A typical content spec includes:
- Target word count (not "about 1000 words" but "900 to 1100 words")
- Target audience (specific: "mid-career marketing managers at B2B SaaS companies," not "professionals")
- Required elements (e.g., "include at least 2 specific data points from the research brief")
- Forbidden elements (e.g., "no bullet lists, no rhetorical questions in headings, no em dashes")
- Format (markdown, HTML, plain text, with or without headings)
The more specific the spec, the less work you do in Stages 4 and 5. Every ambiguity in your input becomes a coin flip in the output.
Section-by-Section vs. Full-Document Generation
You have two approaches to draft generation, and the choice depends on content length.
Full-document generation sends the entire outline and research brief in one API call and asks for the complete draft. This works for content under 2,000 words. The AI maintains context across the whole piece, transitions are natural, and the argument flows.
Section-by-section generation sends one outline section at a time, along with the relevant research and a summary of preceding sections. This works for longer content (3,000+ words, chapters, reports). Each section gets full attention from the context window, but you need to manage transitions manually.

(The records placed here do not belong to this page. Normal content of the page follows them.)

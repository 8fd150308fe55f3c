use thiserror::Error;

use crate::fetcher::FetchError;

/// Validation and contract errors exposed by `finplex-core`.
#[derive(Debug, Error, Clone, PartialEq, Eq)]
pub enum ValidationError {
    #[error("missing required field '{field}'")]
    MissingField { field: String },
    #[error("field '{field}' expected {expected}, got {found}")]
    InvalidFieldType {
        field: String,
        expected: &'static str,
        found: String,
    },
    #[error("field '{field}' has invalid date '{value}', expected YYYY-MM-DD")]
    InvalidDate { field: String, value: String },
    #[error("field '{field}': {message}")]
    InvalidValue { field: String, message: String },
    #[error("start_date {start} must not be after end_date {end}")]
    InvalidDateRange { start: String, end: String },
    #[error("symbol cannot be empty")]
    EmptySymbol,
    #[error("symbol length {len} exceeds max {max}")]
    SymbolTooLong { len: usize, max: usize },
    #[error("symbol contains invalid character '{ch}' at index {index}")]
    SymbolInvalidChar { ch: char, index: usize },

    #[error("unknown parameter '{name}'")]
    UnknownParameter { name: String },
    #[error("unknown credential '{name}'")]
    UnknownCredential { name: String },

    #[error("provider name must be lowercase ascii letters, digits or '_': '{value}'")]
    InvalidProviderName { value: String },
    #[error("provider '{provider}' declares an empty model name")]
    EmptyModelName { provider: String },
    #[error("provider '{provider}' declares an empty credential name")]
    EmptyCredentialName { provider: String },
    #[error("schema '{schema}' declares field '{field}' more than once")]
    DuplicateField { schema: String, field: String },
    #[error("schema '{schema}' does not extend '{standard}': {reason}")]
    IncompatibleSchema {
        schema: String,
        standard: String,
        reason: String,
    },

    #[error("error detail cannot be empty")]
    EmptyErrorDetail,
    #[error("warning message cannot be empty")]
    EmptyWarning,
}

/// Top-level error taxonomy for registry loading, route registration and query execution.
#[derive(Debug, Error)]
pub enum CoreError {
    #[error("invalid extension '{extension}': {reason}")]
    Loading { extension: String, reason: String },

    #[error("provider '{name}' not found in the registry; available providers: [{}]", available.join(", "))]
    ProviderNotFound { name: String, available: Vec<String> },
    #[error("fetcher not found for model '{model}' in provider '{provider}'")]
    FetcherNotFound { provider: String, model: String },
    #[error("missing credential '{name}'")]
    MissingCredential { name: String },

    #[error("invalid signature: parameter `{parameter}` {message}\nmodule    = {module}\nfunction  = {function}")]
    Signature {
        module: String,
        function: String,
        parameter: String,
        message: String,
    },
    #[error("invalid parameter type `{type_name}` for `{parameter}`, please provide a serializable type (scalar, schema model or command context)\nmodule    = {module}\nfunction  = {function}")]
    InvalidParameterType {
        module: String,
        function: String,
        parameter: String,
        type_name: String,
    },
    #[error("invalid return type `{type_name}`, allowed: {function}(...) -> Envelope[T] with a serializable T\nmodule    = {module}\nfunction  = {function}")]
    InvalidReturnType {
        module: String,
        function: String,
        type_name: String,
    },
    #[error("model '{model}' used by route '{path}' is not known to the provider interface")]
    UnknownModel { model: String, path: String },
    #[error("route '{path}' is already registered")]
    DuplicateRoute { path: String },

    #[error("route '{path}' not found")]
    RouteNotFound { path: String },
    #[error("no results found")]
    EmptyResults,

    #[error("provider '{provider}' failed for model '{model}': {source}")]
    Provider {
        provider: String,
        model: String,
        #[source]
        source: FetchError,
    },

    #[error(transparent)]
    Validation(#[from] ValidationError),

    #[error("configuration error: {0}")]
    Config(String),

    #[error("serialization error: {0}")]
    Serialization(#[from] serde_json::Error),
}

impl CoreError {
    /// Stable machine-readable error kind used in error responses.
    pub const fn error_kind(&self) -> &'static str {
        match self {
            Self::Loading { .. } => "LoadingError",
            Self::ProviderNotFound { .. } => "ProviderNotFound",
            Self::FetcherNotFound { .. } => "FetcherNotFound",
            Self::MissingCredential { .. } => "MissingCredential",
            Self::Signature { .. } => "SignatureError",
            Self::InvalidParameterType { .. } => "InvalidParameterType",
            Self::InvalidReturnType { .. } => "InvalidReturnType",
            Self::UnknownModel { .. } => "UnknownModel",
            Self::DuplicateRoute { .. } => "DuplicateRoute",
            Self::RouteNotFound { .. } => "RouteNotFound",
            Self::EmptyResults => "EmptyResults",
            Self::Provider { .. } => "ProviderError",
            Self::Validation(_) => "ValidationError",
            Self::Config(_) => "ConfigError",
            Self::Serialization(_) => "SerializationError",
        }
    }

    /// HTTP-shaped status for per-request errors.
    pub const fn status_code(&self) -> u16 {
        match self {
            Self::EmptyResults
            | Self::Validation(_)
            | Self::MissingCredential { .. }
            | Self::ProviderNotFound { .. }
            | Self::FetcherNotFound { .. } => 400,
            Self::RouteNotFound { .. } => 404,
            _ => 500,
        }
    }

    pub(crate) fn loading(extension: impl Into<String>, reason: impl ToString) -> Self {
        Self::Loading {
            extension: extension.into(),
            reason: reason.to_string(),
        }
    }
}
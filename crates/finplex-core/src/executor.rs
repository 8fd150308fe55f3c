use std::sync::Arc;
use std::time::Instant;

use serde_json::Value;
use tracing::{debug, warn};

use crate::fetcher::{AnyFetcher, FetchOptions, PlainCredentials};
use crate::provider::Provider;
use crate::registry::Registry;
use crate::schema::Params;
use crate::secret::SecretMap;
use crate::CoreError;

/// Resolves provider and fetcher for a request and runs the fetch pipeline.
///
/// Holds only a shared read-only registry; cloning is cheap and concurrent use needs no locking.
#[derive(Debug, Clone)]
pub struct QueryExecutor {
    registry: Arc<Registry>,
}

impl QueryExecutor {
    pub fn new(registry: Arc<Registry>) -> Self {
        Self { registry }
    }

    pub fn registry(&self) -> &Registry {
        &self.registry
    }

    pub fn get_provider(&self, provider_name: &str) -> Result<Arc<Provider>, CoreError> {
        self.registry.get_provider(provider_name)
    }

    pub fn get_fetcher(&self, provider: &Provider, model_name: &str) -> Result<Arc<dyn AnyFetcher>, CoreError> {
        self.registry.get_fetcher(provider, model_name)
    }

    /// Keeps only the credentials `provider` declares, unwrapped to plain strings.
    ///
    /// An absent or blank credential fails with `MissingCredential` when
    /// `require_credentials` is set and is otherwise omitted.
    pub fn filter_credentials(
        credentials: Option<&SecretMap>,
        provider: &Provider,
        require_credentials: bool,
    ) -> Result<PlainCredentials, CoreError> {
        let mut filtered = PlainCredentials::new();

        for name in provider.credentials() {
            let value = credentials
                .and_then(|supplied| supplied.get(name))
                .filter(|secret| !secret.is_empty());
            match value {
                Some(secret) => {
                    filtered.insert(name.clone(), secret.expose_secret().to_owned());
                }
                None if require_credentials => {
                    return Err(CoreError::MissingCredential { name: name.clone() });
                }
                None => {}
            }
        }

        Ok(filtered)
    }

    /// Runs `provider_name`'s fetcher for `model_name`.
    ///
    /// Any failure inside the fetch pipeline surfaces as `CoreError::Provider`.
    pub async fn execute(
        &self,
        provider_name: &str,
        model_name: &str,
        params: Params,
        credentials: Option<&SecretMap>,
        options: FetchOptions,
    ) -> Result<Vec<Value>, CoreError> {
        let provider = self.get_provider(provider_name)?;
        let fetcher = self.get_fetcher(&provider, model_name)?;
        let filtered = Self::filter_credentials(credentials, &provider, fetcher.require_credentials())?;

        let started = Instant::now();
        debug!(
            provider = provider.name(),
            model = model_name,
            credentials = filtered.len(),
            "executing query"
        );
        let records = fetcher
            .fetch_data(params, filtered, options)
            .await
            .map_err(|source| {
                warn!(
                    provider = provider.name(),
                    model = model_name,
                    code = source.code(),
                    "fetch pipeline failed"
                );
                CoreError::Provider {
                    provider: provider.name().to_owned(),
                    model: model_name.to_owned(),
                    source,
                }
            })?;
        debug!(
            provider = provider.name(),
            model = model_name,
            records = records.len(),
            elapsed_ms = started.elapsed().as_millis() as u64,
            "query completed"
        );

        Ok(records)
    }
}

| Approach | Best For | Advantage | Disadvantage |
|---|---|---|---|
| Full-document | Under 2,000 words | Natural transitions, consistent voice | Context dilution with large inputs |
| Section-by-section | Over 3,000 words | Full context attention per section | Transition management, potential voice drift |
Evaluating the Draft Against Inputs
The first draft comes back. Before it moves to Review (Stage 4), run a quick self-check against the three primary inputs.
Outline compliance: Does the draft follow your outline? Are sections in the right order? Did the AI skip any sections or add sections you did not request? AI models sometimes "helpfully" add introductions and conclusions you did not ask for, or reorder sections to match their default structure.
Research usage: Does the draft reference the sources and data points from your research brief? Or did it ignore your research and generate from training data instead? Search for specific numbers and facts from your brief in the output. If they are missing, the AI bypassed your research.
Voice consistency: Does the output match the voice fingerprint? Read the first three paragraphs aloud. If you stumble on phrasing that does not sound like the voice you specified, mark it. Voice breaks are the most common failure mode in constrained generation.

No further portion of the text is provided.